Exercise
Tell me how many lines in the data include "enum", and keep the reply to that number.

Stored data entries
= = = = = = =
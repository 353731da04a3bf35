//! Configuration loading for mobspawn.
//!
//! The raw TOML structs keep every field optional and stay private to this
//! crate. [`MobspawnConfig`] is the resolved form: once it exists, every value
//! in it has been validated.

use std::env;
use std::ffi::OsString;
use std::fs;
use std::io;
use std::path::{Path, PathBuf};

use mobspawn_types::{MatchingParseError, NameMatching};
use serde::Deserialize;
use thiserror::Error;

/// Overrides the config file location.
pub const CONFIG_PATH_ENV: &str = "MOBSPAWN_CONFIG";

#[derive(Debug, Default, Deserialize)]
#[serde(deny_unknown_fields)]
struct RawConfig {
    decode: Option<RawDecodeConfig>,
}

#[derive(Debug, Default, Deserialize)]
#[serde(deny_unknown_fields)]
struct RawDecodeConfig {
    matching: Option<String>,
}

#[derive(Debug, Error)]
pub enum ConfigError {
    #[error("failed to read config at {}: {source}", .path.display())]
    Read { path: PathBuf, source: io::Error },
    #[error("failed to parse config: {0}")]
    Parse(#[from] toml::de::Error),
    #[error("invalid [decode] matching: {0}")]
    Matching(#[from] MatchingParseError),
}

#[derive(Debug, Clone, Copy, PartialEq, Eq, Default)]
pub struct MobspawnConfig {
    matching: NameMatching,
}

impl MobspawnConfig {
    #[must_use]
    pub fn new(matching: NameMatching) -> Self {
        Self { matching }
    }

    #[must_use]
    pub fn matching(&self) -> NameMatching {
        self.matching
    }

    /// Load the config file. `Ok(None)` means there is no file to load.
    ///
    /// A path named by `MOBSPAWN_CONFIG` must exist; only the default
    /// `~/.mobspawn/config.toml` is allowed to be absent.
    pub fn load() -> Result<Option<Self>, ConfigError> {
        Self::load_located(resolve_path(env::var_os(CONFIG_PATH_ENV), dirs::home_dir()))
    }

    fn load_located(location: Option<ConfigLocation>) -> Result<Option<Self>, ConfigError> {
        match location {
            None => {
                tracing::debug!("No home directory; skipping config");
                Ok(None)
            }
            Some(ConfigLocation::Override(path)) => Self::load_from(&path).map(Some),
            Some(ConfigLocation::Default(path)) => {
                if !path.exists() {
                    tracing::debug!(path = %path.display(), "No config file");
                    return Ok(None);
                }
                Self::load_from(&path).map(Some)
            }
        }
    }

    pub fn load_from(path: &Path) -> Result<Self, ConfigError> {
        let content = fs::read_to_string(path).map_err(|source| ConfigError::Read {
            path: path.to_path_buf(),
            source,
        })?;
        let config = Self::from_toml_str(&content)?;
        tracing::debug!(
            path = %path.display(),
            matching = %config.matching,
            "Loaded config"
        );
        Ok(config)
    }

    pub fn from_toml_str(content: &str) -> Result<Self, ConfigError> {
        let raw: RawConfig = toml::from_str(content)?;
        let matching = match raw.decode.and_then(|decode| decode.matching) {
            Some(value) => NameMatching::parse(&value).inspect_err(|err| {
                tracing::warn!("Rejected [decode] matching value: {err}");
            })?,
            None => NameMatching::default(),
        };
        Ok(Self { matching })
    }

    #[must_use]
    pub fn path() -> Option<PathBuf> {
        resolve_path(env::var_os(CONFIG_PATH_ENV), dirs::home_dir()).map(ConfigLocation::into_path)
    }
}

#[derive(Debug, Clone, PartialEq, Eq)]
enum ConfigLocation {
    Override(PathBuf),
    Default(PathBuf),
}

impl ConfigLocation {
    fn into_path(self) -> PathBuf {
        match self {
            ConfigLocation::Override(path) | ConfigLocation::Default(path) => path,
        }
    }
}

/// Blank overrides count as unset. Non-UTF-8 overrides are kept as paths.
fn resolve_path(override_path: Option<OsString>, home: Option<PathBuf>) -> Option<ConfigLocation> {
    if let Some(path) = override_path
        && !path.to_string_lossy().trim().is_empty()
    {
        return Some(ConfigLocation::Override(PathBuf::from(path)));
    }
    home.map(|home| ConfigLocation::Default(home.join(".mobspawn").join("config.toml")))
}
= = = = = = =
Output below
2